In that sense ROCA is the same as the Debian Weak Keys. And so the Web PKI did
the same thing about both, the CA examines the public key, it makes the same
determination an attacker would make, but rather than attacking you it rejects
your certificate request. You can actually read the code in Boulder (the Let's
Encrypt software) to see this in action‡.

If you actually pick random numbers that are roughly the right size, reject
composites, and use your random primes to make an RSA key, this method works.
But it's slow. And it's obvious that you needn't pick the whole number at
random, the bottom bit must be '1' because it's prime. And once you start
optimizing you soon have a very complicated key generation which opens lots of
opportunities for things to go wrong...

‡
[https://github.com/letsencrypt/boulder/pull/3189](https://github.com/letsencrypt/boulder/pull/3189)

Edited to add:

The work that eventually led to ROCA is really fascinating.

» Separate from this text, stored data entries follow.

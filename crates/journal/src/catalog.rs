//! Owner and subject identity
//!
//! The store does not own learner or exercise identity. It asks a
//! [`Directory`] whether both halves of an owner key exist before a save,
//! and for a subject's starting template when a timeline is empty.
//! [`SledCatalog`] keeps that data in the same database as the timelines;
//! [`MemoryDirectory`] is for embedding callers that keep identity elsewhere.

use crate::codec::{decode, encode};
use crate::error::{abort, Result, StoreError};
use parking_lot::RwLock;
use serde::{Deserialize, Serialize};
use sled::{Db, Transactional, Tree};
use std::collections::{HashMap, HashSet};
use trail_core::{OwnerId, SubjectId};

/// Identity oracle and template provider
pub trait Directory: Send + Sync {
    fn owner_exists(&self, owner: OwnerId) -> Result<bool>;

    fn subject_exists(&self, subject: SubjectId) -> Result<bool>;

    /// Starting text for a subject, `None` if the subject is unknown
    fn template(&self, subject: SubjectId) -> Result<Option<String>>;
}

/// A learner
#[derive(Debug, Clone, PartialEq, Eq, Serialize, Deserialize)]
pub struct Owner {
    pub id: OwnerId,
    pub name: String,
    pub created_at: u64,
}

/// An exercise
#[derive(Debug, Clone, PartialEq, Eq, Serialize, Deserialize)]
pub struct Subject {
    pub id: SubjectId,
    pub name: String,
    pub display_name: String,
    pub description: Option<String>,
    pub template: String,
    pub created_at: u64,
}

/// Fields for registering a subject
#[derive(Debug, Clone, Default)]
pub struct NewSubject {
    pub name: String,
    pub display_name: String,
    pub description: Option<String>,
    pub template: String,
}

/// Minimum length of owner and subject names
const MIN_NAME_CHARS: usize = 2;

/// owner_id -> Owner
pub(crate) const OWNERS_TREE: &str = "owners";
/// name -> owner_id
pub(crate) const OWNER_NAMES_TREE: &str = "owner_names";

/// Persistent catalog of owners and subjects
pub struct SledCatalog {
    db: Db,
    owners: Tree,
    owner_names: Tree,
    subjects: Tree,
    subject_names: Tree,
}

impl SledCatalog {
    /// Open the catalog trees inside an existing database
    pub fn open(db: &Db) -> Result<Self> {
        Ok(Self {
            db: db.clone(),
            owners: db.open_tree(OWNERS_TREE)?,
            owner_names: db.open_tree(OWNER_NAMES_TREE)?,
            subjects: db.open_tree("subjects")?,
            subject_names: db.open_tree("subject_names")?,
        })
    }

    /// Register a learner; names are trimmed and must be unique
    pub fn create_owner(&self, name: &str) -> Result<Owner> {
        let name = validate_name("Username", name)?;
        let owner = Owner {
            id: OwnerId(self.db.generate_id()? + 1),
            name,
            created_at: crate::now_ms(),
        };
        let id_bytes = owner.id.0.to_be_bytes();
        let record = encode(&owner)?;

        (&self.owners, &self.owner_names).transaction(|(owners, names)| {
            if names.get(owner.name.as_bytes())?.is_some() {
                return Err(abort(StoreError::Conflict(format!(
                    "Username already exists: {}",
                    owner.name
                ))));
            }
            names.insert(owner.name.as_bytes(), &id_bytes[..])?;
            owners.insert(&id_bytes[..], record.as_slice())?;
            Ok(())
        })?;

        tracing::info!(owner = %owner.id, name = %owner.name, "registered owner");
        Ok(owner)
    }

    pub fn owner(&self, id: OwnerId) -> Result<Option<Owner>> {
        match self.owners.get(id.0.to_be_bytes())? {
            Some(raw) => Ok(Some(decode(&raw)?)),
            None => Ok(None),
        }
    }

    pub fn owner_by_name(&self, name: &str) -> Result<Option<Owner>> {
        match self.owner_names.get(name.trim().as_bytes())? {
            Some(raw) => self.owner(OwnerId(read_id(&raw)?)),
            None => Ok(None),
        }
    }

    /// All owners in id order
    pub fn owners(&self) -> Result<Vec<Owner>> {
        self.owners
            .iter()
            .values()
            .map(|raw| decode(&raw?))
            .collect()
    }

    /// Register an exercise with its starting template
    pub fn create_subject(&self, new: NewSubject) -> Result<Subject> {
        let name = validate_name("Game name", &new.name)?;
        let display_name = match new.display_name.trim() {
            "" => name.clone(),
            display => display.to_string(),
        };
        let subject = Subject {
            id: SubjectId(self.db.generate_id()? + 1),
            name,
            display_name,
            description: new.description.filter(|d| !d.trim().is_empty()),
            template: new.template,
            created_at: crate::now_ms(),
        };
        let id_bytes = subject.id.0.to_be_bytes();
        let record = encode(&subject)?;

        (&self.subjects, &self.subject_names).transaction(|(subjects, names)| {
            if names.get(subject.name.as_bytes())?.is_some() {
                return Err(abort(StoreError::Conflict(format!(
                    "Game already exists: {}",
                    subject.name
                ))));
            }
            names.insert(subject.name.as_bytes(), &id_bytes[..])?;
            subjects.insert(&id_bytes[..], record.as_slice())?;
            Ok(())
        })?;

        tracing::info!(subject = %subject.id, name = %subject.name, "registered subject");
        Ok(subject)
    }

    pub fn subject(&self, id: SubjectId) -> Result<Option<Subject>> {
        match self.subjects.get(id.0.to_be_bytes())? {
            Some(raw) => Ok(Some(decode(&raw)?)),
            None => Ok(None),
        }
    }

    pub fn subject_by_name(&self, name: &str) -> Result<Option<Subject>> {
        match self.subject_names.get(name.trim().as_bytes())? {
            Some(raw) => self.subject(SubjectId(read_id(&raw)?)),
            None => Ok(None),
        }
    }

    /// All subjects in id order
    pub fn subjects(&self) -> Result<Vec<Subject>> {
        self.subjects
            .iter()
            .values()
            .map(|raw| decode(&raw?))
            .collect()
    }
}

impl Directory for SledCatalog {
    fn owner_exists(&self, owner: OwnerId) -> Result<bool> {
        Ok(self.owners.contains_key(owner.0.to_be_bytes())?)
    }

    fn subject_exists(&self, subject: SubjectId) -> Result<bool> {
        Ok(self.subjects.contains_key(subject.0.to_be_bytes())?)
    }

    fn template(&self, subject: SubjectId) -> Result<Option<String>> {
        Ok(self.subject(subject)?.map(|s| s.template))
    }
}

fn validate_name(what: &str, name: &str) -> Result<String> {
    let name = name.trim();
    if name.chars().count() < MIN_NAME_CHARS {
        return Err(StoreError::InvalidArgument(format!(
            "{} must be at least {} characters",
            what, MIN_NAME_CHARS
        )));
    }
    Ok(name.to_string())
}

fn read_id(raw: &[u8]) -> Result<u64> {
    let bytes: [u8; 8] = raw
        .try_into()
        .map_err(|_| StoreError::Corrupt(format!("name index entry of {} bytes", raw.len())))?;
    Ok(u64::from_be_bytes(bytes))
}

/// In-process directory
#[derive(Default)]
pub struct MemoryDirectory {
    owners: RwLock<HashSet<OwnerId>>,
    subjects: RwLock<HashMap<SubjectId, String>>,
}

impl MemoryDirectory {
    pub fn new() -> Self {
        Self::default()
    }

    pub fn add_owner(&self, owner: OwnerId) {
        self.owners.write().insert(owner);
    }

    pub fn remove_owner(&self, owner: OwnerId) -> bool {
        self.owners.write().remove(&owner)
    }

    pub fn add_subject(&self, subject: SubjectId, template: impl Into<String>) {
        self.subjects.write().insert(subject, template.into());
    }
}

impl Directory for MemoryDirectory {
    fn owner_exists(&self, owner: OwnerId) -> Result<bool> {
        Ok(self.owners.read().contains(&owner))
    }

    fn subject_exists(&self, subject: SubjectId) -> Result<bool> {
        Ok(self.subjects.read().contains_key(&subject))
    }

    fn template(&self, subject: SubjectId) -> Result<Option<String>> {
        Ok(self.subjects.read().get(&subject).cloned())
    }
}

The researchers
spent lots of time characterising RSA key generators. Their first paper is
basically "If you show me fifty keys you made, I can guess how you made them"
and that's already pretty interesting in some applications. In that work they
found that a particular type of key generator was doing something _very
strange_ but deadlines are deadlines and so their paper stops at remarking how
strange it is. ROCA is basically what they found when they kept investigating.

------
tptacek
ROBOT won.

------
mkesper
Efail did not break PGP. It did show problems of interaction between email
agents and gnupg. Efail was the most overblown report with absolutely crazy
"fixes".